The next day I went out to run errands and was puzzled for a moment as to why there were red bird droppings on my windshield. Of course, it was from the Cedar Waxwing that was stuck in the garage the day before.
We recently spent an afternoon watching Cedar Waxwings descend upon a holly bush loaded with red berries.
The Cedar Waxwings are beautiful birds with their black masks and pale yellow belly. This photo caught the red tips on this one’s wing. The birds have a bright yellow tip on their tails.
There were probably more than 50 individuals in this flock. They arrived in waves, occasionally taking breaks. The Waxwings had already stripped a nearby holly. Earlier in the winter they ate all the berries from the native Yaupon Holly trees in the yard.
They were so eager to feed that they flew closely over our heads and under the front porch. A few hit the windows, but survived.
Across the street a large flock of American Robins had been gathering and one finally came over to check out the action.
While moving a pile of bricks, I came across six toads that were hunkered down for the cold days. The toads were tucked between the bricks and each had a mate by their side.
They were sleepy and slow moving. I carefully relocated the toads to a safe spot and put a broken clay pot over them.
I camouflaged the pot with bark and leaves to keep the toads safe for the time being. It will be interesting to see if they will stay in their new digs.
The sugar feeder has become really popular. Now bees have taken over.
I’m not sure where the bees came from, as it took months before they discovered the feeder.
The competition is high and the birds only have access to their sugar treat on cold and rainy days.
My Sugar Bird is back.

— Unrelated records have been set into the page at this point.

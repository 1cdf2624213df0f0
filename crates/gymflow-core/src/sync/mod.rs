//! Offline synchronization
//!
//! Two cooperating pieces:
//!
//! - [`ConnectivityMonitor`]: probes the server on an interval and publishes
//!   online/offline transitions on a `watch` channel.
//! - [`SyncEngine`]: reacts to an offline-to-online transition (or a manual
//!   "sync now" trigger) by draining the offline queue, replaying entries in
//!   FIFO order with per-entry failure isolation.
//!
//! ## Drain state machine
//!
//! `Idle --(triggered, queue non-empty, online)--> Syncing --(pass done)--> Idle`
//!
//! A trigger while `Syncing` is a no-op; at most one drain runs at a time.

mod engine;
mod monitor;

pub use engine::{
    ConnectivityState, DrainReport, Indicator, SyncEngine, SyncEvent, Transport,
};
pub use monitor::{ConnectivityMonitor, ConnectivityProbe, MonitorCommand, MonitorHandle};
//! Login session persistence
//!
//! Stores the backend-issued token between runs so the CLI does not have to
//! log in on every invocation. A 401 from the server invalidates the session;
//! the API client clears the store and the user is asked to log in again.

use std::fs;
use std::path::PathBuf;
use std::sync::Arc;

use anyhow::{Context, Result};
use serde::{Deserialize, Serialize};
use tokio::sync::Mutex;
use tracing::warn;

use crate::config::Config;

/// The session store as shared between the API client and the CLI
pub type SharedSessions = Arc<Mutex<SessionStore>>;

/// The user half of a login response
#[derive(Debug, Clone, Serialize, Deserialize, PartialEq, Eq)]
pub struct SessionUser {
    pub id: String,
    pub username: String,
    /// "admin" or "superadmin"
    pub role: String,
    #[serde(rename = "displayName")]
    pub display_name: String,
}

/// A logged-in session
#[derive(Debug, Clone, Serialize, Deserialize, PartialEq, Eq)]
pub struct Session {
    pub token: String,
    pub user: SessionUser,
}

impl Session {
    /// Whether this session belongs to the owner role
    pub fn is_superadmin(&self) -> bool {
        self.user.role == "superadmin"
    }
}

/// Persistent session store
///
/// An absent or unreadable session file means "logged out", never an error.
#[derive(Debug, Default)]
pub struct SessionStore {
    current: Option<Session>,
    /// Path to persist the session
    path: Option<PathBuf>,
}

impl SessionStore {
    /// Create a new in-memory store (tests)
    pub fn new() -> Self {
        Self::default()
    }

    /// Open the store at the configured session path
    pub fn open(config: &Config) -> Self {
        Self::with_path(config.session_path())
    }

    /// Wrap in the shared handle used across the client and CLI
    pub fn into_shared(self) -> SharedSessions {
        Arc::new(Mutex::new(self))
    }

    /// Open a store backed by a specific file, loading any existing session
    pub fn with_path(path: PathBuf) -> Self {
        let current = match fs::read_to_string(&path) {
            Ok(json) => match serde_json::from_str(&json) {
                Ok(session) => Some(session),
                Err(e) => {
                    warn!("Ignoring corrupt session file {:?}: {}", path, e);
                    None
                }
            },
            Err(_) => None,
        };

        Self {
            current,
            path: Some(path),
        }
    }

    /// The current session, if logged in
    pub fn current(&self) -> Option<&Session> {
        self.current.as_ref()
    }

    /// The bearer token, if logged in
    pub fn token(&self) -> Option<&str> {
        self.current.as_ref().map(|s| s.token.as_str())
    }

    pub fn is_logged_in(&self) -> bool {
        self.current.is_some()
    }

    /// Store a new session and persist it
    pub fn save(&mut self, session: Session) -> Result<()> {
        self.current = Some(session);

        let Some(ref path) = self.path else {
            return Ok(());
        };

        if let Some(parent) = path.parent() {
            fs::create_dir_all(parent)?;
        }

        let json = serde_json::to_string_pretty(&self.current)?;
        fs::write(path, json).context("Failed to save session")?;
        Ok(())
    }

    /// Terminate the session and remove the persisted file
    pub fn clear(&mut self) {
        self.current = None;
        if let Some(ref path) = self.path {
            if path.exists() {
                if let Err(e) = fs::remove_file(path) {
                    warn!("Failed to remove session file {:?}: {}", path, e);
                }
            }
        }
    }
}
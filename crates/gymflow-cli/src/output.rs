//! Output formatting for CLI
//!
//! Provides consistent output formatting across all commands:
//! - Human-readable default output
//! - JSON output (--json flag)
//! - Quiet mode for scripting (--quiet flag)

use serde_json::Value;

/// Output format options
#[derive(Debug, Clone, Copy, PartialEq, Eq)]
pub enum OutputFormat {
    /// Human-readable output (default)
    Human,
    /// JSON output
    Json,
    /// Quiet mode - minimal output
    Quiet,
}

impl OutputFormat {
    /// Create format from CLI flags
    pub fn from_flags(json: bool, quiet: bool) -> Self {
        if quiet {
            OutputFormat::Quiet
        } else if json {
            OutputFormat::Json
        } else {
            OutputFormat::Human
        }
    }
}

/// Output helper for consistent formatting
pub struct Output {
    /// The output format
    pub format: OutputFormat,
}

impl Output {
    pub fn new(format: OutputFormat) -> Self {
        Self { format }
    }

    /// Print an informational message (suppressed in quiet and JSON modes)
    pub fn message(&self, message: &str) {
        if matches!(self.format, OutputFormat::Human) {
            println!("{}", message);
        }
    }

    /// Print a success message
    pub fn success(&self, message: &str) {
        match self.format {
            OutputFormat::Human => println!("✓ {}", message),
            OutputFormat::Json | OutputFormat::Quiet => {}
        }
    }

    /// Print a raw server payload
    pub fn print_value(&self, value: &Value) {
        match self.format {
            OutputFormat::Human | OutputFormat::Json => {
                println!("{}", serde_json::to_string_pretty(value).unwrap_or_default());
            }
            OutputFormat::Quiet => {}
        }
    }

    /// Print a list payload as one line per row using the given columns
    pub fn print_rows(&self, rows: &Value, columns: &[&str]) {
        match self.format {
            OutputFormat::Human => {
                let Some(rows) = rows.as_array() else {
                    self.print_value(rows);
                    return;
                };
                if rows.is_empty() {
                    println!("No results.");
                    return;
                }
                for row in rows {
                    let cells: Vec<String> = columns
                        .iter()
                        .map(|col| display_cell(&row[*col]))
                        .collect();
                    println!("{}", cells.join(" | "));
                }
                println!("\n{} row(s)", rows.len());
            }
            OutputFormat::Json => {
                println!("{}", serde_json::to_string_pretty(rows).unwrap_or_default());
            }
            OutputFormat::Quiet => {
                if let Some(rows) = rows.as_array() {
                    for row in rows {
                        println!("{}", display_cell(&row["id"]));
                    }
                }
            }
        }
    }
}

/// Render one JSON cell without quotes around strings
fn display_cell(value: &Value) -> String {
    match value {
        Value::String(s) => s.clone(),
        Value::Null => "-".to_string(),
        other => other.to_string(),
    }
}
//! GymFlow Core Library
//!
//! This crate provides the client-side core for GymFlow, the staff-facing
//! client of the Graha Fitness gym management backend.
//!
//! # Architecture
//!
//! The backend is plain REST; the interesting part of this client is that it
//! keeps accepting mutating operations (check-ins, member edits, transactions,
//! stock movements) while the server is unreachable. Those operations are
//! queued durably on disk and replayed in order once connectivity returns.
//!
//! # Quick Start
//!
//! ```text
//! let config = Config::load()?;
//! let sessions = SessionStore::open(&config);
//! let queue = OfflineQueue::with_path(config.queue_path());
//! let client = ApiClient::new(&config, sessions, queue.clone());
//!
//! // A check-in while offline comes back as CallOutcome::Queued
//! let outcome = client
//!     .call("/api/members/123/checkin", &ApiCall::Post(json!({})), false)
//!     .await?;
//! ```
//!
//! # Modules
//!
//! - `api`: request wrapper, outcome classification, error taxonomy
//! - `queue`: durable FIFO store of pending mutating requests
//! - `sync`: drain engine and connectivity monitor
//! - `session`: persisted login session
//! - `config`: application configuration

pub mod api;
pub mod config;
pub mod queue;
pub mod session;
pub mod sync;

pub use api::{ApiCall, ApiClient, ApiError, CallOutcome, QueuedRequest};
pub use config::Config;
pub use queue::{OfflineQueue, SharedQueue};
pub use session::{Session, SessionStore, SessionUser, SharedSessions};
pub use sync::{
    ConnectivityMonitor, ConnectivityProbe, ConnectivityState, DrainReport, Indicator,
    MonitorCommand, MonitorHandle, SyncEngine, SyncEvent, Transport,
};
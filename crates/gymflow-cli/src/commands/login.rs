//! Login and logout command handlers

use std::io::Write;

use anyhow::{Context, Result};

use gymflow_core::ApiClient;

use crate::output::Output;

/// Log in and persist the session token
pub async fn login(
    client: &ApiClient,
    username: &str,
    password: Option<String>,
    output: &Output,
) -> Result<()> {
    let password = match password {
        Some(p) => p,
        None => prompt_password()?,
    };

    let session = client
        .login(username, &password)
        .await
        .context("Login failed")?;

    output.success(&format!(
        "Logged in as {} ({})",
        session.user.display_name, session.user.role
    ));
    Ok(())
}

/// Drop the stored session
pub async fn logout(client: &ApiClient, output: &Output) -> Result<()> {
    client.logout().await;
    output.success("Logged out");
    Ok(())
}

fn prompt_password() -> Result<String> {
    print!("Password: ");
    std::io::stdout().flush()?;
    let mut line = String::new();
    std::io::stdin()
        .read_line(&mut line)
        .context("Failed to read password")?;
    Ok(line.trim_end_matches(['\r', '\n']).to_string())
}
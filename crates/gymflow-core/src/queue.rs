//! Offline queue store
//!
//! Durable FIFO list of pending mutating requests. The queue survives process
//! restarts and has no expiry: an entry stays until the sync engine confirms
//! a successful replay. A corrupt or missing queue file is treated as an
//! empty queue.

use std::fs;
use std::path::PathBuf;
use std::sync::Arc;

use anyhow::{Context, Result};
use tokio::sync::Mutex;
use tracing::{debug, warn};

use crate::api::{ApiCall, QueuedRequest};

/// The queue as shared between the API client and the sync engine
pub type SharedQueue = Arc<Mutex<OfflineQueue>>;

/// Durable FIFO store of queued requests
///
/// Replay order equals enqueue order: later edits to the same entity may
/// depend on earlier ones having been applied first.
#[derive(Debug, Default)]
pub struct OfflineQueue {
    entries: Vec<QueuedRequest>,
    /// Path to persist the queue
    path: Option<PathBuf>,
}

impl OfflineQueue {
    /// Create a new in-memory queue (tests)
    pub fn new() -> Self {
        Self::default()
    }

    /// Open a queue backed by a file, loading any persisted entries
    ///
    /// An unreadable or unparsable file is logged and treated as empty.
    pub fn with_path(path: PathBuf) -> Self {
        let entries = match fs::read_to_string(&path) {
            Ok(json) => match serde_json::from_str(&json) {
                Ok(entries) => entries,
                Err(e) => {
                    warn!("Ignoring corrupt offline queue {:?}: {}", path, e);
                    Vec::new()
                }
            },
            Err(_) => Vec::new(),
        };

        Self {
            entries,
            path: Some(path),
        }
    }

    /// Wrap in the shared handle used across the client and engine
    pub fn into_shared(self) -> SharedQueue {
        Arc::new(Mutex::new(self))
    }

    /// Append a request unless an identical one is already pending
    ///
    /// Returns false for a suppressed duplicate (same endpoint and same
    /// structural call). This bounds growth from repeated clicks, e.g. a
    /// double check-in while offline.
    pub fn enqueue(&mut self, endpoint: &str, call: ApiCall) -> bool {
        if self.entries.iter().any(|e| e.matches(endpoint, &call)) {
            debug!("Duplicate offline entry suppressed: {}", endpoint);
            return false;
        }

        let entry = QueuedRequest::new(endpoint, call);
        debug!("Queued {} {} for later replay", entry.call.method(), endpoint);
        self.entries.push(entry);
        self.persist();
        true
    }

    /// The pending entries in replay order
    pub fn list(&self) -> &[QueuedRequest] {
        &self.entries
    }

    /// Snapshot of the pending entries for a drain pass
    pub fn snapshot(&self) -> Vec<QueuedRequest> {
        self.entries.clone()
    }

    pub fn len(&self) -> usize {
        self.entries.len()
    }

    pub fn is_empty(&self) -> bool {
        self.entries.is_empty()
    }

    /// Remove exactly one entry by id (first match)
    pub fn remove(&mut self, id: i64) {
        if let Some(pos) = self.entries.iter().position(|e| e.id == id) {
            self.entries.remove(pos);
            self.persist();
        }
    }

    /// Overwrite the queue with the entries that survived a drain pass
    pub fn replace(&mut self, entries: Vec<QueuedRequest>) {
        self.entries = entries;
        self.persist();
    }

    /// Drop everything (explicit operator action)
    pub fn clear(&mut self) {
        self.entries.clear();
        self.persist();
    }

    /// Write the current entries to disk, logging failures
    ///
    /// Persistence failures must not turn a queued call into a lost one, so
    /// the in-memory queue is kept authoritative for this process.
    fn persist(&self) {
        if let Err(e) = self.save() {
            warn!("Failed to persist offline queue: {}", e);
        }
    }

    fn save(&self) -> Result<()> {
        let Some(ref path) = self.path else {
            return Ok(());
        };

        if let Some(parent) = path.parent() {
            fs::create_dir_all(parent)?;
        }

        let json = serde_json::to_string_pretty(&self.entries)?;
        fs::write(path, json).context("Failed to save offline queue")?;
        Ok(())
    }
}

#[cfg(test)]
mod tests {
    use super::*;
    use serde_json::json;
    use tempfile::TempDir;

    #[test]
    fn test_enqueue_preserves_order() {
        let mut queue = OfflineQueue::new();

        queue.enqueue("/api/members", ApiCall::Post(json!({"name": "A"})));
        queue.enqueue("/api/members/1", ApiCall::Put(json!({"name": "B"})));
        queue.enqueue("/api/members/1/checkin", ApiCall::Post(json!({})));

        let endpoints: Vec<_> = queue.list().iter().map(|e| e.endpoint.as_str()).collect();
        assert_eq!(
            endpoints,
            ["/api/members", "/api/members/1", "/api/members/1/checkin"]
        );
    }

    #[test]
    fn test_duplicate_enqueue_is_noop() {
        let mut queue = OfflineQueue::new();

        assert!(queue.enqueue("/api/members/123", ApiCall::Put(json!({"name": "A"}))));
        assert!(!queue.enqueue("/api/members/123", ApiCall::Put(json!({"name": "A"}))));
        assert_eq!(queue.len(), 1);

        // A different body is a new entry
        assert!(queue.enqueue("/api/members/123", ApiCall::Put(json!({"name": "B"}))));
        assert_eq!(queue.len(), 2);
    }

    #[test]
    fn test_persistence_across_reopen() {
        let temp_dir = TempDir::new().unwrap();
        let path = temp_dir.path().join("queue.json");

        {
            let mut queue = OfflineQueue::with_path(path.clone());
            queue.enqueue("/api/members/123/checkin", ApiCall::Post(json!({})));
            queue.enqueue("/api/transactions", ApiCall::Post(json!({"amount": 50})));
        }

        let queue = OfflineQueue::with_path(path);
        assert_eq!(queue.len(), 2);
        assert_eq!(queue.list()[0].endpoint, "/api/members/123/checkin");
        assert_eq!(queue.list()[1].endpoint, "/api/transactions");
    }

    #[test]
    fn test_corrupt_file_is_empty_queue() {
        let temp_dir = TempDir::new().unwrap();
        let path = temp_dir.path().join("queue.json");
        fs::write(&path, "[{broken").unwrap();

        let queue = OfflineQueue::with_path(path);
        assert!(queue.is_empty());
    }

    #[test]
    fn test_missing_file_is_empty_queue() {
        let temp_dir = TempDir::new().unwrap();
        let queue = OfflineQueue::with_path(temp_dir.path().join("nope.json"));
        assert!(queue.is_empty());
    }

    #[test]
    fn test_remove_by_id() {
        let mut queue = OfflineQueue::new();
        queue.enqueue("/api/a", ApiCall::Delete);
        queue.enqueue("/api/b", ApiCall::Delete);

        let id = queue.list()[0].id;
        queue.remove(id);

        // Removing an unknown id is a no-op
        queue.remove(-1);

        assert_eq!(queue.len(), 1);
        assert_eq!(queue.list()[0].endpoint, "/api/b");
    }

    #[test]
    fn test_replace_persists_survivors() {
        let temp_dir = TempDir::new().unwrap();
        let path = temp_dir.path().join("queue.json");

        let mut queue = OfflineQueue::with_path(path.clone());
        queue.enqueue("/api/a", ApiCall::Delete);
        queue.enqueue("/api/b", ApiCall::Delete);
        queue.enqueue("/api/c", ApiCall::Delete);

        let survivors = vec![queue.list()[1].clone()];
        queue.replace(survivors);

        let reopened = OfflineQueue::with_path(path);
        assert_eq!(reopened.len(), 1);
        assert_eq!(reopened.list()[0].endpoint, "/api/b");
    }

    #[test]
    fn test_clear() {
        let temp_dir = TempDir::new().unwrap();
        let path = temp_dir.path().join("queue.json");

        let mut queue = OfflineQueue::with_path(path.clone());
        queue.enqueue("/api/a", ApiCall::Delete);
        queue.clear();
        assert!(queue.is_empty());

        let reopened = OfflineQueue::with_path(path);
        assert!(reopened.is_empty());
    }
}
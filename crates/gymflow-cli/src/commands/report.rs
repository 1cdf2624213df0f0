//! Report export command handlers

use anyhow::{Context, Result};
use chrono::Utc;

use gymflow_core::ApiClient;

use crate::output::Output;

/// Download a report export and write it to disk.
///
/// Report downloads are read-only and never queue; offline they fail
/// with a connectivity error like any other read.
pub async fn download(
    client: &ApiClient,
    kind: &str,
    format: String,
    start: Option<String>,
    end: Option<String>,
    out: Option<String>,
    output: &Output,
) -> Result<()> {
    let endpoint = export_endpoint(kind, &format, start.as_deref(), end.as_deref());
    let bytes = client.download(&endpoint).await?;

    let path = out.unwrap_or_else(|| {
        format!("{}-report-{}.{}", kind, Utc::now().format("%Y%m%d"), format)
    });
    std::fs::write(&path, &bytes).with_context(|| format!("Failed to write {}", path))?;

    output.success(&format!("Saved {} report to {}", kind, path));
    Ok(())
}

/// Build the export endpoint; the server filters on `start_date`/`end_date`
fn export_endpoint(kind: &str, format: &str, start: Option<&str>, end: Option<&str>) -> String {
    let mut params = vec![format!("format={}", format)];
    if let Some(start) = start {
        params.push(format!("start_date={}", start));
    }
    if let Some(end) = end {
        params.push(format!("end_date={}", end));
    }
    format!("/api/reports/{}/export?{}", kind, params.join("&"))
}
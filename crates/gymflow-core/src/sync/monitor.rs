//! Connectivity monitor
//!
//! Probes the server on an interval and publishes online/offline transitions
//! on a `watch` channel. Draining on recovery is the engine's job; the
//! monitor only reports the signal.

use std::time::Duration;

use tokio::sync::{mpsc, watch};
use tracing::info;

/// The connectivity signal source
///
/// Production implementation is `ApiClient` hitting `/api/health`; tests use
/// a scripted probe.
#[allow(async_fn_in_trait)]
pub trait ConnectivityProbe {
    /// True when the server is reachable right now
    async fn check(&self) -> bool;
}

impl<P: ConnectivityProbe> ConnectivityProbe for std::sync::Arc<P> {
    async fn check(&self) -> bool {
        (**self).check().await
    }
}

/// Commands sent to the monitor task
#[derive(Debug)]
pub enum MonitorCommand {
    /// Probe immediately instead of waiting out the interval
    ProbeNow,
    /// Shutdown the monitor task
    Shutdown,
}

/// Handle to control and observe the monitor
pub struct MonitorHandle {
    /// Send commands to the monitor task
    pub command_tx: mpsc::Sender<MonitorCommand>,
    /// Watch the connectivity signal; starts offline until the first probe
    pub online_rx: watch::Receiver<bool>,
}

/// Periodic connectivity prober
pub struct ConnectivityMonitor<P: ConnectivityProbe> {
    probe: P,
    interval: Duration,
    online_tx: watch::Sender<bool>,
    command_rx: mpsc::Receiver<MonitorCommand>,
}

impl<P: ConnectivityProbe> ConnectivityMonitor<P> {
    /// Create a monitor and its handle
    ///
    /// The caller spawns [`ConnectivityMonitor::run`] on the runtime; the
    /// signal starts as offline and corrects itself on the first probe.
    pub fn new(probe: P, interval: Duration) -> (Self, MonitorHandle) {
        let (online_tx, online_rx) = watch::channel(false);
        let (command_tx, command_rx) = mpsc::channel(16);

        (
            Self {
                probe,
                interval,
                online_tx,
                command_rx,
            },
            MonitorHandle {
                command_tx,
                online_rx,
            },
        )
    }

    /// Probe loop; publishes only actual transitions
    ///
    /// Runs until a shutdown command arrives or the handle is dropped.
    pub async fn run(mut self) {
        loop {
            let online = self.probe.check().await;
            let changed = self.online_tx.send_if_modified(|current| {
                if *current != online {
                    *current = online;
                    true
                } else {
                    false
                }
            });
            if changed {
                info!(
                    "Connectivity: {}",
                    if online { "online" } else { "offline" }
                );
            }

            tokio::select! {
                _ = tokio::time::sleep(self.interval) => {}
                cmd = self.command_rx.recv() => {
                    match cmd {
                        Some(MonitorCommand::ProbeNow) => {}
                        Some(MonitorCommand::Shutdown) | None => break,
                    }
                }
            }
        }
    }
}
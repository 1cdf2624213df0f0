//! Stock command handlers

use anyhow::{bail, Result};
use serde_json::{json, Map, Value};

use gymflow_core::ApiClient;

use crate::output::Output;

use super::report_outcome;

/// List stock items
pub async fn list(client: &ApiClient, search: Option<String>, output: &Output) -> Result<()> {
    let endpoint = match search {
        Some(ref q) => format!("/api/stock?search={}", q),
        None => "/api/stock".to_string(),
    };
    let items = client.get(&endpoint).await?;
    output.print_rows(
        &items,
        &["id", "name", "category", "quantity", "unit", "minThreshold"],
    );
    Ok(())
}

/// Add a stock item
pub async fn add(
    client: &ApiClient,
    name: String,
    category: String,
    unit: String,
    quantity: i64,
    min_threshold: i64,
    output: &Output,
) -> Result<()> {
    let body = json!({
        "name": name,
        "category": category,
        "unit": unit,
        "quantity": quantity,
        "min_threshold": min_threshold,
    });
    let outcome = client.post("/api/stock", body).await?;
    report_outcome(&outcome, &format!("Added stock item: {}", name), output);
    Ok(())
}

/// Update stock item fields; only flags that were given are sent
#[allow(clippy::too_many_arguments)]
pub async fn update(
    client: &ApiClient,
    id: String,
    name: Option<String>,
    category: Option<String>,
    unit: Option<String>,
    quantity: Option<i64>,
    min_threshold: Option<i64>,
    output: &Output,
) -> Result<()> {
    let mut fields = Map::new();
    if let Some(name) = name {
        fields.insert("name".to_string(), Value::String(name));
    }
    if let Some(category) = category {
        fields.insert("category".to_string(), Value::String(category));
    }
    if let Some(unit) = unit {
        fields.insert("unit".to_string(), Value::String(unit));
    }
    if let Some(quantity) = quantity {
        fields.insert("quantity".to_string(), Value::from(quantity));
    }
    if let Some(min_threshold) = min_threshold {
        fields.insert("min_threshold".to_string(), Value::from(min_threshold));
    }
    if fields.is_empty() {
        bail!("Nothing to update, pass at least one field flag");
    }

    let outcome = client
        .put(&format!("/api/stock/{}", id), Value::Object(fields))
        .await?;
    report_outcome(&outcome, &format!("Updated stock item: {}", id), output);
    Ok(())
}

/// Delete a stock item
pub async fn delete(client: &ApiClient, id: String, output: &Output) -> Result<()> {
    let outcome = client.delete(&format!("/api/stock/{}", id)).await?;
    report_outcome(&outcome, &format!("Deleted stock item: {}", id), output);
    Ok(())
}

/// Record a stock movement (in/out)
pub async fn movement(
    client: &ApiClient,
    id: String,
    kind: String,
    quantity: i64,
    note: Option<String>,
    output: &Output,
) -> Result<()> {
    if kind != "in" && kind != "out" {
        bail!("Movement type must be 'in' or 'out', got '{}'", kind);
    }
    let body = json!({
        "type": kind,
        "quantity": quantity,
        "note": note,
    });
    let outcome = client
        .post(&format!("/api/stock/{}/movement", id), body)
        .await?;
    report_outcome(
        &outcome,
        &format!("Recorded stock {} of {} for item {}", kind, quantity, id),
        output,
    );
    Ok(())
}

/// List recent stock movements
pub async fn movements(client: &ApiClient, output: &Output) -> Result<()> {
    let movements = client.get("/api/stock/movements").await?;
    output.print_rows(
        &movements,
        &["id", "itemName", "type", "quantity", "date", "note"],
    );
    Ok(())
}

This little bird is crazy for sugar and I do believe it is the same bird that has visited in previous years.
As it turns out, I identify this bird differently every year. This year I’m going to say it is an Orange-crowned Warbler. I can look at those bird pictures all day and not quite tell what this cutie is.
I was really surprised to see that a Chickadee had been observing Sugar Bird and decided to see what was so delicious.
When Chickadees feed, they go to the feeder and take a seed to a tree to eat. They are very quick.
I have the sugar feeder set up outside my kitchen window, so I can be entertained while I eat. I also took all the photos from my table, through the window that is about five feet away.
It took me weeks to get a shot of the fast moving Chickadee and I was thrilled when I got these four during one visit…and in focus.